晋作はパンをこよなく愛しました。奇兵隊が戦中食として食べていたパンが残っており、幕末の科学者 中嶋治平が長崎で見聞し、長州藩へ伝えたのものだそうです。製造に当たったのは、陶工 大賀幾助という人物でした。当時の文献を基に再現された幕末パンが食べられる喫茶店が、高杉晋作旧宅からほど近い場所にあります(珈琲蔵:萩市南片河町56)。
実は、このパンは軍事目的で作られたもので、正式名称は「洋製麺麭備急餅」。つまり、兵糧・非常食でした。長州が他に先じてこうした洋式兵食を取り入れたのは、藩士の一団を幕府の禁止を犯して英国に送り、洋式兵学の習得にあたらせたからです。 -
萩城下町
ご当地サイダー(無着色・天然水使用 )なるものがありました。
フレーバーは、名産品の夏みかん(天然果汁)です。夏みかんのキレのある味と微炭酸による喉ごしが抜群で、飲んだ後に爽やかさが感じられます。今まで経験したことのない味でしたが、飲むほどに美味しく感じられる不思議なサイダーです。
ボトルのイラストは、夏みかん頭をした長州藩士「夏みかん侍」。「現代の若者の闘志に火をつけたい」との思いで、20〜30代の女性4名によって企画開発された商品だそうです。発売元は、山口市にある日本果実工業株式会社。490ml入りで定価150円だそうですが、130円で購入しました。 -
秋吉台カルスト展望台
津和野観光の代わりにアレンジしていただいたのは、秋吉台。ここもガスの中での観光になりました。カルスト地形も雨水を吸って黒っぽくなっていて、白い岩が剥き出しになっている本来のイメージとはかけ離れた秋吉台でした。

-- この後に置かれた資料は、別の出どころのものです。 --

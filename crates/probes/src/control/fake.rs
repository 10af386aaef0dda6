// SPDX-License-Identifier: BUSL-1.1
// Copyright (c) 2026 Alfred Jean LLC

//! Fake control probe for testing.

use super::ControlProbe;
use parking_lot::Mutex;
use std::sync::Arc;
use vet_core::ScheduledAction;

#[derive(Debug, Clone)]
pub struct ControlProbeCall {
    pub service: String,
    pub action: ScheduledAction,
}

struct FakeControlProbeState {
    /// Overrides the return value for the next `n` calls to `control_service`.
    next_result: Option<bool>,
    calls: Vec<ControlProbeCall>,
}

#[derive(Clone)]
pub struct FakeControlProbe {
    inner: Arc<Mutex<FakeControlProbeState>>,
}

impl Default for FakeControlProbe {
    fn default() -> Self {
        Self {
            inner: Arc::new(Mutex::new(FakeControlProbeState {
                next_result: None,
                calls: Vec::new(),
            })),
        }
    }
}

impl FakeControlProbe {
    pub fn new() -> Self {
        Self::default()
    }

    pub fn calls(&self) -> Vec<ControlProbeCall> {
        self.inner.lock().calls.clone()
    }

    pub fn set_next_result(&self, result: bool) {
        self.inner.lock().next_result = Some(result);
    }
}

impl ControlProbe for FakeControlProbe {
    fn control_service(&self, service: &str, action: &ScheduledAction) -> bool {
        let mut inner = self.inner.lock();
        inner.calls.push(ControlProbeCall {
            service: service.to_string(),
            action: action.clone(),
        });
        inner.next_result.take().unwrap_or(true)
    }
}

#[cfg(test)]
#[path = "fake_tests.rs"]
mod tests;
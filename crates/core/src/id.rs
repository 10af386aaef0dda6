// SPDX-License-Identifier: BUSL-1.1
// Copyright (c) 2026 Alfred Jean LLC

//! ID generation abstractions.

/// Trait for truncating identifiers to a short prefix.
pub trait ShortId {
    /// Returns a string slice truncated to at most `n` characters.
    fn short(&self, n: usize) -> &str;
}

impl ShortId for str {
    fn short(&self, n: usize) -> &str {
        if self.len() <= n {
            self
        } else {
            &self[..n]
        }
    }
}

/// Define a newtype ID wrapper around `String`.
///
/// Generates `new()`, `as_str()`, `short()`, `Display`, `From<String>`, `From<&str>`,
/// `PartialEq<str>`, `PartialEq<&str>`, and `Borrow<str>` implementations.
#[macro_export]
macro_rules! define_id {
    (
        $(#[$meta:meta])*
        pub struct $name:ident;
    ) => {
        $(#[$meta])*
        #[derive(Debug, Clone, PartialEq, Eq, Hash, serde::Serialize, serde::Deserialize)]
        pub struct $name(pub String);

        impl $name {
            pub fn new(id: impl Into<String>) -> Self {
                Self(id.into())
            }

            pub fn as_str(&self) -> &str {
                &self.0
            }

            /// Returns a string slice truncated to at most `n` characters.
            pub fn short(&self, n: usize) -> &str {
                if self.0.len() <= n {
                    &self.0
                } else {
                    &self.0[..n]
                }
            }
        }

        impl std::fmt::Display for $name {
            fn fmt(&self, f: &mut std::fmt::Formatter<'_>) -> std::fmt::Result {
                write!(f, "{}", self.0)
            }
        }

        impl From<String> for $name {
            fn from(s: String) -> Self {
                Self(s)
            }
        }

        impl From<&str> for $name {
            fn from(s: &str) -> Self {
                Self(s.to_string())
            }
        }

        impl PartialEq<str> for $name {
            fn eq(&self, other: &str) -> bool {
                self.0 == other
            }
        }

        impl PartialEq<&str> for $name {
            fn eq(&self, other: &&str) -> bool {
                self.0 == *other
            }
        }

        impl std::borrow::Borrow<str> for $name {
            fn borrow(&self) -> &str {
                &self.0
            }
        }
    };
}

crate::define_id! {
    /// Unique name identifying a configured service.
    pub struct ServiceId;
}

#[cfg(test)]
#[path = "id_tests.rs"]
mod tests;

秋吉台は山口県美祢市中の東部に広がる日本最大のカルスト台地です。3.5億年前、この一帯は海でしたが、海底火山ができ、その火山の海面近くにサンゴ礁が形成され、厚い石灰岩層ができました。その後、石灰岩層は隆起して地表に現れ、雨水により侵食され、鍾乳洞やドリーネとよばれる窪地が数多く形成され、カルスト地形となったそうです。大部分が自然公園として国定公園に指定され、その中の一部は特別天然記念物に指定されています。秋吉台の地下100mには、30万年をかけて地下水が石灰岩を溶かしてできた鍾乳洞、秋芳洞がその自然の雄大さを物語っています。 -
秋吉台カルスト展望台
本来なら秋吉台の一面の草原風景を見渡すことができる展望台です。秋吉台の雄大な景観には、石灰岩の岩肌が露出するラピエ、月のクレーターのような凹地のドリーネやウバ−レやポリエなどがあり、異国的な雰囲気を醸し出しています。
代替観光なので贅沢は言えませんが、個人的には萩城下町から至近の松陰神社に連れて行くのもありかなと思いました。萩と言っても広いですから…。ツアー会社としては、バラエティーに富んだ観光地に案内し、喜んでもらいたかったのでしょうね。 -
広島駅 広島焼き「福ちゃん」
津和野がスキップになったため、広島駅で1時間半程フリータイムが取れました。折角なので広島焼きを食べようと駅の北側を探しましたが、見つけられず(JR広島駅側には沢山あるようです)。結局、新幹線ターミナル2Fにある「福ちゃん」に入りました。添乗員さんから、地元の人はイカ天入りを好むと聞いたので、それを注文。関西で言うモダン焼きに近いのですが、麺はソバかウドンを選べます。主役が麺になるところが、モダン焼きと違う点です。まるでオムライスのように真ん中が膨れています。蒸し焼きに近いので、ソバ(生麺)はほどよい歯応えを残してモッチリ。麺の上には、申し訳程度に薄い卵ベースの生地が載せられています。でも、細麺とイカ天の食感が抜群で、美味しかったです。
このお店は、カープソースを使っており、お皿もカープソースのロゴ入りです。また、地元では「邪道」と否定する人が多いマヨネーズが、この店では自我を放棄したかのようにテーブルにセットされていました。観光客など県外の客が多い新幹線駅構内という場所柄、顧客目線を重視した結果なのでしょうね。勿論、当方もマヨネーズを潤沢にトッピングして美味しくいただきました。
最後までお付き合いいただき、ありがとうございました。恥も外聞もなく、備忘録も兼ねて徒然に旅行記を認めてしまいました。当方の経験や情報が皆さんの旅行の参考になれば幸甚です。どこか見知らぬ旅先で、見知らぬ貴方とすれ違えることに心ときめかせております。